Beginning with v1.3.0, you can configure IP pool information and serve IP addresses to VMs running on SUSE® Virtualization clusters using the embedded Managed DHCP feature. This feature, which is an alternative to the standalone DHCP server, leverages the vm-dhcp-controller add-on to simplify guest cluster deployment.

SUSE® Virtualization uses the planned infrastructure network so you must ensure that network connectivity is available and plan the IP pools in advance.

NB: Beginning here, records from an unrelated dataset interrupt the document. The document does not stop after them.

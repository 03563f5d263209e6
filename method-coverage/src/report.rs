// Copyright (c) Microsoft Corporation.
// Licensed under the MIT License.

use serde::{Deserialize, Serialize};

use crate::counter::{Counter, CoverageStatus};
use crate::instruction::{Instruction, Instructions};

/// Coverage of a single method.
#[derive(Clone, Debug, Default, Deserialize, PartialEq, Serialize)]
pub struct MethodCoverage {
    pub name: String,
    pub desc: String,

    #[serde(default, skip_serializing_if = "Option::is_none")]
    pub signature: Option<String>,

    pub first_line: Option<u32>,
    pub last_line: Option<u32>,

    /// One entry per line in `first_line..=last_line`.
    pub lines: Vec<LineCoverage>,

    pub counters: MethodCounters,
}

#[derive(Clone, Copy, Debug, Default, Deserialize, Eq, PartialEq, Serialize)]
pub struct MethodCounters {
    pub instructions: Counter,
    pub branches: Counter,
    pub lines: Counter,

    /// Cyclomatic complexity.
    pub complexity: Counter,

    /// Whether the method ran at all.
    pub method: Counter,
}

#[derive(Clone, Copy, Debug, Default, Deserialize, Eq, PartialEq, Serialize)]
pub struct LineCoverage {
    pub instructions: Counter,
    pub branches: Counter,
}

impl LineCoverage {
    pub fn status(&self) -> CoverageStatus {
        self.instructions
            .status()
            .combine(self.branches.status())
    }
}

impl MethodCoverage {
    pub fn new(name: impl Into<String>, desc: impl Into<String>, signature: Option<String>) -> Self {
        Self {
            name: name.into(),
            desc: desc.into(),
            signature,
            ..Self::default()
        }
    }

    /// Coverage of source line `line`. Lines without instructions are empty.
    pub fn line(&self, line: u32) -> LineCoverage {
        self.line_index(line)
            .and_then(|index| self.lines.get(index))
            .copied()
            .unwrap_or_default()
    }

    /// Lines in ascending order, with their line numbers.
    pub fn iter_lines(&self) -> impl Iterator<Item = (u32, &LineCoverage)> {
        let first = self.first_line.unwrap_or(0);
        (first..).zip(&self.lines)
    }

    /// Account the final state of every instruction of the method.
    pub fn report(&mut self, first_line: Option<u32>, last_line: Option<u32>, insns: &Instructions) {
        self.first_line = first_line;
        self.last_line = last_line;

        if let (Some(first), Some(last)) = (first_line, last_line) {
            let len = last.saturating_sub(first) as usize + 1;
            self.lines = vec![LineCoverage::default(); len];
        }

        for insn in insns.iter() {
            let (instructions, branches) = insn_counters(insn);
            self.increment(instructions, branches, insn.line);
        }

        self.counters.lines = self
            .lines
            .iter()
            .filter(|line| !line.instructions.is_empty())
            .map(|line| {
                if line.instructions.covered > 0 {
                    Counter::COVERED
                } else {
                    Counter::MISSED
                }
            })
            .sum();

        let method = if self.counters.instructions.covered == 0 {
            Counter::MISSED
        } else {
            Counter::COVERED
        };

        self.counters.method += method;
        self.counters.complexity += method;
    }

    fn increment(&mut self, instructions: Counter, branches: Counter, line: Option<u32>) {
        if let Some(line) = line.and_then(|line| self.line_index(line)) {
            if let Some(entry) = self.lines.get_mut(line) {
                entry.instructions += instructions;
                entry.branches += branches;
            }
        }

        self.counters.instructions += instructions;
        self.counters.branches += branches;

        // Every decision adds one to the complexity of the method.
        if branches.total() > 1 {
            let covered = branches.covered.saturating_sub(1);
            let missed = branches.total().saturating_sub(covered + 1);
            self.counters.complexity += Counter::new(missed, covered);
        }
    }

    fn line_index(&self, line: u32) -> Option<usize> {
        let first = self.first_line?;
        let last = self.last_line?;

        if (first..=last).contains(&line) {
            Some((line - first) as usize)
        } else {
            None
        }
    }
}

fn insn_counters(insn: &Instruction) -> (Counter, Counter) {
    if !insn.is_coverage_enabled() {
        return (Counter::EMPTY, Counter::EMPTY);
    }

    let instructions = if insn.is_covered() {
        Counter::COVERED
    } else {
        Counter::MISSED
    };

    let total = insn.branches();
    let branches = if total > 1 {
        let covered = insn.covered_branches().min(total);
        Counter::new(total - covered, covered)
    } else {
        Counter::EMPTY
    };

    (instructions, branches)
}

Install and Enable the vm-dhcp-controller Add-On

The vm-dhcp-controller add-on is not packed into the SUSE® Virtualization ISO, but you can download it from the expreimental-addons repository. You can install the add-on by running the following command:

kubectl apply -f https://raw.githubusercontent.com/harvester/experimental-addons/main/harvester-vm-dhcp-controller/harvester-vm-dhcp-controller.yaml

After installation, enable the add-on on the Dashboard screen of the SUSE® Virtualization UI or using the command-line tool kubectl.

enable addon

Usage

  1. On the Dashboard screen of the UI, create a VM Network.

    vm network
  2. Create an IPPool object using the command-line tool kubectl.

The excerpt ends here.